§ Task statement: Search the entries below for the string "requires" and copy the lines that hold it.

§ The data:
#[cfg(test)]
mod tests {
    use super::*;
    use std::collections::HashMap as Map;

    fn simple_recipe(tool_id: &str) -> Recipe {
        let mut install = Map::new();
        install.insert(
            Method::Apt,
            InstallCommand {
                command: format!("apt-get install -y {tool_id}"),
                pip_index: None,
            },
        );
        Recipe {
            tool_id: tool_id.to_string(),
            label: tool_id.to_string(),
            category: "cli".into(),
            verify: format!("{tool_id} --version"),
            install,
            install_variants: Map::new(),
            requires: Requires::default(),
            needs_sudo: NeedsSudo::Uniform(true),
            choices: vec![],
            inputs: vec![],
            config_templates: vec![],
            repo_setup: vec![],
            service: None,
            post_install: vec![],
            data_packs: vec![],
            build_from_source: None,
            remove: None,
            arch_map: Map::new(),
            cli_verify_args: vec![],
            minimum_version: None,
            version_constraint: None,
            restart: vec![],
            method_priority: vec![],
            satisfies_self: false,
            satisfies: vec![],
        }
    }

    fn test_profile() -> SystemProfile {
        SystemProfile {
            system: "linux".into(),
            arch: "amd64".into(),
            distro: Distro {
                id: "debian".into(),
                family: "debian".into(),
                version: "12".into(),
                version_tuple: vec![12],
                codename: None,
            },
            package_manager: PackageManagerInfo {
                primary: "apt".into(),
                available: vec!["apt".into()],
                snap_available: false,
            },
            capabilities: Capabilities {
                has_sudo: true,
                passwordless_sudo: false,
                has_systemd: true,
                is_root: false,
                in_container: false,
                in_wsl: false,
            },
            libc: None,
            libraries: vec![],
            hardware: None,
            gpu: None,
            kernel: None,
            build_toolchain: None,
            init_system: Some(InitSystem {
                kind: InitSystemType::Systemd,
                can_enable: true,
            }),
            network: None,
            python: None,
        }
    }

    #[test]
    fn builds_tool_and_verify_steps() {
        let registry = RecipeRegistry::new(vec![simple_recipe("docker")]).unwrap();
        let graph = DependencyGraph {
            nodes: vec!["docker".to_string()],
            edges: Map::from([("docker".to_string(), vec![])]),
        };
        let mut nodes = HashMap::new();
        nodes.insert(
            "docker".to_string(),
            NodePlan {
                tool_id: "docker",
                method: Method::Apt,
                selected_data_packs: vec![],
            },
        );
        let plan = build_plan(
            "docker",
            &registry,
            &graph,
            &["docker".to_string()],
            &nodes,
            &HashMap::new(),
            &test_profile(),
            ChoiceBinding::new(),
            InputBinding::new(),
        )
        .unwrap();

        assert_eq!(plan.tool, "docker");
        assert!(plan.steps.iter().any(|s| s.kind == StepType::Tool));
        assert!(plan.steps.iter().any(|s| s.kind == StepType::Verify));
        assert_eq!(plan.confirmation_gate, ConfirmationGate::None);
    }

    #[test]
    fn cross_node_dependency_wires_verify_into_depends_on() {
        let registry = RecipeRegistry::new(vec![simple_recipe("cuda"), simple_recipe("pytorch")]).unwrap();
        let graph = DependencyGraph {
            nodes: vec!["cuda".to_string(), "pytorch".to_string()],
            edges: Map::from([
                ("cuda".to_string(), vec![]),
                ("pytorch".to_string(), vec!["cuda".to_string()]),
            ]),
        };
        let mut nodes = HashMap::new();
        nodes.insert(
            "cuda".to_string(),
            NodePlan {
                tool_id: "cuda",
                method: Method::Apt,
                selected_data_packs: vec![],
            },
        );
        nodes.insert(
            "pytorch".to_string(),
            NodePlan {
                tool_id: "pytorch",
                method: Method::Apt,
                selected_data_packs: vec![],
            },
        );
        let plan = build_plan(
            "pytorch",
            &registry,
            &graph,
            &["cuda".to_string(), "pytorch".to_string()],
            &nodes,
            &HashMap::new(),
            &test_profile(),
            ChoiceBinding::new(),
            InputBinding::new(),
        )
        .unwrap();

        let pytorch_tool_step = plan
            .steps
            .iter()
            .find(|s| s.id == "pytorch::tool")
            .unwrap();
        assert!(pytorch_tool_step.depends_on.contains(&"cuda::verify".to_string()));
    }

    #[test]
    fn batches_system_packages_across_sibling_nodes() {
        let mut cuda = simple_recipe("cuda");
        cuda.requires.packages.insert("debian".to_string(), vec!["nvidia-cuda-toolkit".to_string()]);
        let mut pytorch = simple_recipe("pytorch");
        pytorch.requires.packages.insert("debian".to_string(), vec!["python3-torch".to_string()]);
        let registry = RecipeRegistry::new(vec![cuda, pytorch]).unwrap();
        let graph = DependencyGraph {
            nodes: vec!["cuda".to_string(), "pytorch".to_string()],
            edges: Map::from([
                ("cuda".to_string(), vec![]),
                ("pytorch".to_string(), vec!["cuda".to_string()]),
            ]),
        };
        let mut nodes = HashMap::new();
        nodes.insert("cuda".to_string(), NodePlan { tool_id: "cuda", method: Method::Apt, selected_data_packs: vec![] });
        nodes.insert("pytorch".to_string(), NodePlan { tool_id: "pytorch", method: Method::Apt, selected_data_packs: vec![] });

        let plan = build_plan(
            "pytorch",
            &registry,
            &graph,
            &["cuda".to_string(), "pytorch".to_string()],
            &nodes,
            &HashMap::new(),
            &test_profile(),
            ChoiceBinding::new(),
            InputBinding::new(),
        )
        .unwrap();

        let batch_steps: Vec<_> = plan.steps.iter().filter(|s| s.kind == StepType::Packages).collect();
        assert_eq!(batch_steps.len(), 1);
        let batch = batch_steps[0];
        assert!(batch.command.as_ref().unwrap().contains("nvidia-cuda-toolkit"));
        assert!(batch.command.as_ref().unwrap().contains("python3-torch"));

        let cuda_tool_step = plan.steps.iter().find(|s| s.id == "cuda::tool").unwrap();
        assert!(cuda_tool_step.depends_on.contains(&batch.id));
    }

    #[test]
    fn emits_repo_setup_and_service_steps() {
        let mut recipe = simple_recipe("docker");
        recipe.repo_setup.push(RepoSetupSpec {
            id: "docker-ce".to_string(),
            key_command: Some("curl -fsSL https://download.docker.com/linux/debian/gpg | gpg --dearmor -o /etc/apt/keyrings/docker.gpg".to_string()),
            source_command: "echo 'deb [...] ...' > /etc/apt/sources.list.d/docker.list".to_string(),
            marker_file: "/etc/apt/sources.list.d/docker.list".to_string(),
            condition: None,
        });
        recipe.service = Some(ServiceSpec {
            name: "docker".to_string(),
            start: true,
            enable: true,
            restart_kind: Some(RestartKind::Service),
        });
        let registry = RecipeRegistry::new(vec![recipe]).unwrap();
        let graph = DependencyGraph {
            nodes: vec!["docker".to_string()],
            edges: Map::from([("docker".to_string(), vec![])]),
        };
        let mut nodes = HashMap::new();
        nodes.insert("docker".to_string(), NodePlan { tool_id: "docker", method: Method::Apt, selected_data_packs: vec![] });

        let plan = build_plan(
            "docker",
            &registry,
            &graph,
            &["docker".to_string()],
            &nodes,
            &HashMap::new(),
            &test_profile(),
            ChoiceBinding::new(),
            InputBinding::new(),
        )
        .unwrap();

        assert!(plan.steps.iter().any(|s| s.kind == StepType::RepoSetup));
        let service_step = plan.steps.iter().find(|s| s.kind == StepType::Service).unwrap();
        assert!(service_step.command.as_ref().unwrap().contains("systemctl enable docker"));
        assert_eq!(plan.restart.service_restart, vec!["docker".to_string()]);
    }

    #[test]
    fn post_install_hook_that_modifies_path_triggers_shell_restart_not_data_pack_kind() {
        let mut recipe = simple_recipe("rustup");
        recipe.post_install.push(PostInstallHook {
            id: "path-inject".to_string(),
            description: "add cargo bin dir to shell profile".to_string(),
            command: "echo 'export PATH=\"$HOME/.cargo/bin:$PATH\"' >> ~/.profile".to_string(),
            modifies_path: true,
            condition: None,
        });
        recipe.data_packs.push(DataPack {
            id: "ml-models".to_string(),
            label: "pretrained model weights".to_string(),
            size_bytes: 50 * 1024 * 1024,
            command: "curl -fsSL https://example.invalid/weights.bin -o weights.bin".to_string(),
            requires: vec![],
        });
        let registry = RecipeRegistry::new(vec![recipe]).unwrap();
        let graph = DependencyGraph {
            nodes: vec!["rustup".to_string()],
            edges: Map::from([("rustup".to_string(), vec![])]),
        };
        let mut nodes = HashMap::new();
        nodes.insert(
            "rustup".to_string(),
            NodePlan {
                tool_id: "rustup",
                method: Method::Apt,
                selected_data_packs: vec!["ml-models".to_string()],
            },
        );

        let plan = build_plan(
            "rustup",
            &registry,
            &graph,
            &["rustup".to_string()],
            &nodes,
            &HashMap::new(),
            &test_profile(),
            ChoiceBinding::new(),
            InputBinding::new(),
        )
        .unwrap();

        let hook_step = plan.steps.iter().find(|s| s.kind == StepType::PostInstall).unwrap();
        assert_eq!(hook_step.restart_hint, Some(RestartKind::Shell));
        assert!(plan.restart.shell_restart);

        let pack_step = plan.steps.iter().find(|s| s.kind == StepType::DataPack).unwrap();
        assert!(pack_step.command.as_ref().unwrap().contains("weights.bin"));
        assert!(!plan.steps.iter().any(|s| s.kind == StepType::PostInstall && s.command.as_deref() == pack_step.command.as_deref()));
    }

    #[test]
    fn recipe_level_restart_is_not_double_counted_with_step_hints() {
        let mut recipe = simple_recipe("nvidia-driver");
        recipe.restart.push(RestartKind::Reboot);
        let registry = RecipeRegistry::new(vec![recipe]).unwrap();
        let graph = DependencyGraph {
            nodes: vec!["nvidia-driver".to_string()],
            edges: Map::from([("nvidia-driver".to_string(), vec![])]),
        };
        let mut nodes = HashMap::new();
        nodes.insert(
            "nvidia-driver".to_string(),
            NodePlan { tool_id: "nvidia-driver", method: Method::Apt, selected_data_packs: vec![] },
        );

        let plan = build_plan(
            "nvidia-driver",
            &registry,
            &graph,
            &["nvidia-driver".to_string()],
            &nodes,
            &HashMap::new(),
            &test_profile(),
            ChoiceBinding::new(),
            InputBinding::new(),
        )
        .unwrap();

        assert!(plan.restart.reboot_required);
        assert_eq!(plan.restart.reasons.len(), 1);
    }
}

§ Output of the exercise:
            requires: Requires::default(),
        cuda.requires.packages.insert("debian".to_string(), vec!["nvidia-cuda-toolkit".to_string()]);
        pytorch.requires.packages.insert("debian".to_string(), vec!["python3-torch".to_string()]);
            requires: vec![],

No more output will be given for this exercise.